American Journal of Cardiology | 2010
Italo Porto; Francesco Burzotta; Antonio Parma; Christian Pristipino; Alessandro Manzoli; Flavia Belloni; Gennaro Sardella; Stefano Rigattieri; Alessandro Danesi; Pietro Mazzarotto; Francesco Summaria; Enrico Romagnoli; Francesco Prati; Carlo Trani; Filippo Crea
Stent thrombosis is a catastrophic occurrence burdened by a high mortality rate and a tendency to recur. We sought to evaluate the angiographic risk factors for recurrent stent thrombosis (rST) in a subpopulation of 91 Outcome of PCI for stent-ThrombosIs Multicenter STudy (OPTIMIST) patients who underwent quantitative angiographic evaluation by an independent core laboratory.
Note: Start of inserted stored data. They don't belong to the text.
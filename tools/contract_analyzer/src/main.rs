use clap::{Parser, ValueEnum};
use clause_risk_core::config::AnalyzerConfig;
use clause_risk_core::error::{CoreError, ErrorKind};
use clause_risk_core::model::RiskLabel;
use clause_risk_core::pipeline::{AnalysisReport, ContractAnalyzer};
use clause_risk_core::risk::{ModelRiskScorer, RiskBand};
use clause_risk_core::segmentation::build_segmenter;
use std::path::PathBuf;
use std::process::ExitCode;
use tracing::{debug, info};
use tracing_subscriber::EnvFilter;

#[derive(Clone, Copy, ValueEnum)]
enum Backend {
    Rules,
    Model,
}

#[derive(Parser)]
#[command(about = "Segment a decoded contract and score each clause for risk")]
struct Args {
    /// UTF-8 text file holding the decoded contract
    file: PathBuf,
    #[arg(long, value_enum, default_value_t = Backend::Rules)]
    backend: Backend,
    /// JSON config overriding any subset of the defaults
    #[arg(long)]
    config: Option<PathBuf>,
    /// Artifact directory for the model backend (overrides artifacts.dir)
    #[arg(long)]
    artifacts: Option<PathBuf>,
    /// Only list clauses labelled Risky
    #[arg(long)]
    risky_only: bool,
    /// Print the full report as JSON
    #[arg(long)]
    json: bool,
}

fn main() -> ExitCode {
    tracing_subscriber::fmt()
        .with_env_filter(EnvFilter::try_from_default_env().unwrap_or_else(|_| EnvFilter::new("info")))
        .with_writer(std::io::stderr)
        .init();

    let args = Args::parse();
    match run(&args) {
        Ok(()) => ExitCode::SUCCESS,
        Err(e) => match e.downcast_ref::<CoreError>() {
            Some(core) => {
                debug!(kind = ?core.kind(), "analysis failed");
                eprintln!("{}", user_message(core));
                ExitCode::from(exit_code(core.kind()))
            }
            None => {
                eprintln!("error: {:#}", e);
                ExitCode::from(1)
            }
        },
    }
}

fn run(args: &Args) -> anyhow::Result<()> {
    let mut cfg = match &args.config {
        Some(path) => AnalyzerConfig::load(path)?,
        None => AnalyzerConfig::default(),
    };
    if let Some(dir) = &args.artifacts {
        cfg.artifacts.dir = dir.clone();
    }

    let analyzer = match args.backend {
        Backend::Rules => ContractAnalyzer::with_rules(&cfg),
        Backend::Model => ContractAnalyzer::new(
            build_segmenter(&cfg.segmentation),
            Box::new(ModelRiskScorer::load(&cfg.artifacts)?),
        ),
    };

    info!(backend = analyzer.backend(), "analyzer ready");

    let text = std::fs::read_to_string(&args.file).map_err(CoreError::from)?;
    debug!(path = %args.file.display(), bytes = text.len(), "read contract text");
    let report = analyzer.analyze(&text)?;

    if args.json {
        println!("{}", serde_json::to_string_pretty(&report)?);
    } else {
        print_report(&report, args.risky_only);
    }
    Ok(())
}

fn print_report(report: &AnalysisReport, risky_only: bool) {
    let s = &report.summary;
    let band = match s.band() {
        RiskBand::High => "HIGH",
        RiskBand::Elevated => "ELEVATED",
        RiskBand::Low => "LOW",
    };
    println!(
        "clauses={} risky={} safe={} risk={:.1}% band={} backend={}",
        s.total, s.risky_count, s.safe_count, s.risk_percentage, band, report.backend
    );

    let verdicts: Vec<_> = if risky_only {
        report.with_label(RiskLabel::Risky).collect()
    } else {
        report.verdicts.iter().collect()
    };
    for v in verdicts {
        let keywords = if v.matched_keywords.is_empty() {
            String::new()
        } else {
            let list: Vec<&str> = v.matched_keywords.iter().map(String::as_str).collect();
            format!(" [{}]", list.join(", "))
        };
        println!(
            "#{:<3} {:<5} {:>5.1}%{}  {}",
            v.clause.id,
            v.label.as_str(),
            v.confidence * 100.0,
            keywords,
            v.clause.text
        );
    }
}

/// The only place error kinds become human-facing text.
fn user_message(e: &CoreError) -> String {
    match e.kind() {
        ErrorKind::EMPTY_INPUT => "The document contains no text to analyze.".to_string(),
        ErrorKind::NO_CLAUSES_FOUND => {
            "No clauses were found. The document may lack numbered sections or full sentences."
                .to_string()
        }
        ErrorKind::ARTIFACT_MISMATCH => format!(
            "The trained model and feature extractor do not belong together; retrain with risk_trainer. ({})",
            e
        ),
        ErrorKind::UNFITTED_EXTRACTOR => {
            format!("The feature extractor cannot be used for prediction. ({})", e)
        }
        ErrorKind::INVALID_CONFIG => format!("Configuration rejected: {}", e),
        ErrorKind::IO => format!("Could not read input: {}", e),
        ErrorKind::JSON | ErrorKind::CSV | ErrorKind::TRAINING_DATA => format!("error: {}", e),
    }
}

fn exit_code(kind: ErrorKind) -> u8 {
    match kind {
        ErrorKind::INVALID_CONFIG => 2,
        _ => 1,
    }
}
The Academic Research Consortium criteria were used for rST adjudication. A multivariate Cox proportional hazards model was applied to estimate the hazard ratios and the corresponding 95% confidence intervals for the occurrence of Academic Research Consortium-defined, definite rST (primary end point), definite or probable rST (secondary end point), and definite or probable or possible rST (secondary end point). A total of 8 definite rST events occurred during a median follow-up of 244 days (range 165 to 396), of which 5 were early and 3 were late. In the multivariate model, a residual thrombus score of > or =3 (hazard ratio 6.5, 95% confidence interval 1.4 to 30.7, p = 0.017) and a larger postprocedural reference vessel diameter (hazard ratio 4.5, 95% confidence interval 1.5 to 13.3, p = 0.006) were significantly associated with the primary end point. When the same model was applied to the 15 definite and probable rST events, only a residual thrombus score of > or =3 (hazard ratio 7.8, 95% confidence interval 2.5 to 24.5, p <0.001) was significantly associated with rST. Finally, when possible rST events were included (18 patients), a residual thrombus score of > or =3 remained associated with the dependent variable (hazard ratio 6.1, 95% confidence interval 2.0 to 18.2, p = 0.001), along with a larger postprocedural reference vessel diameter. In conclusion, when performing percutaneous coronary intervention for stent thrombosis, the residual thrombus burden and larger reference vessel were potent risk factors for rST.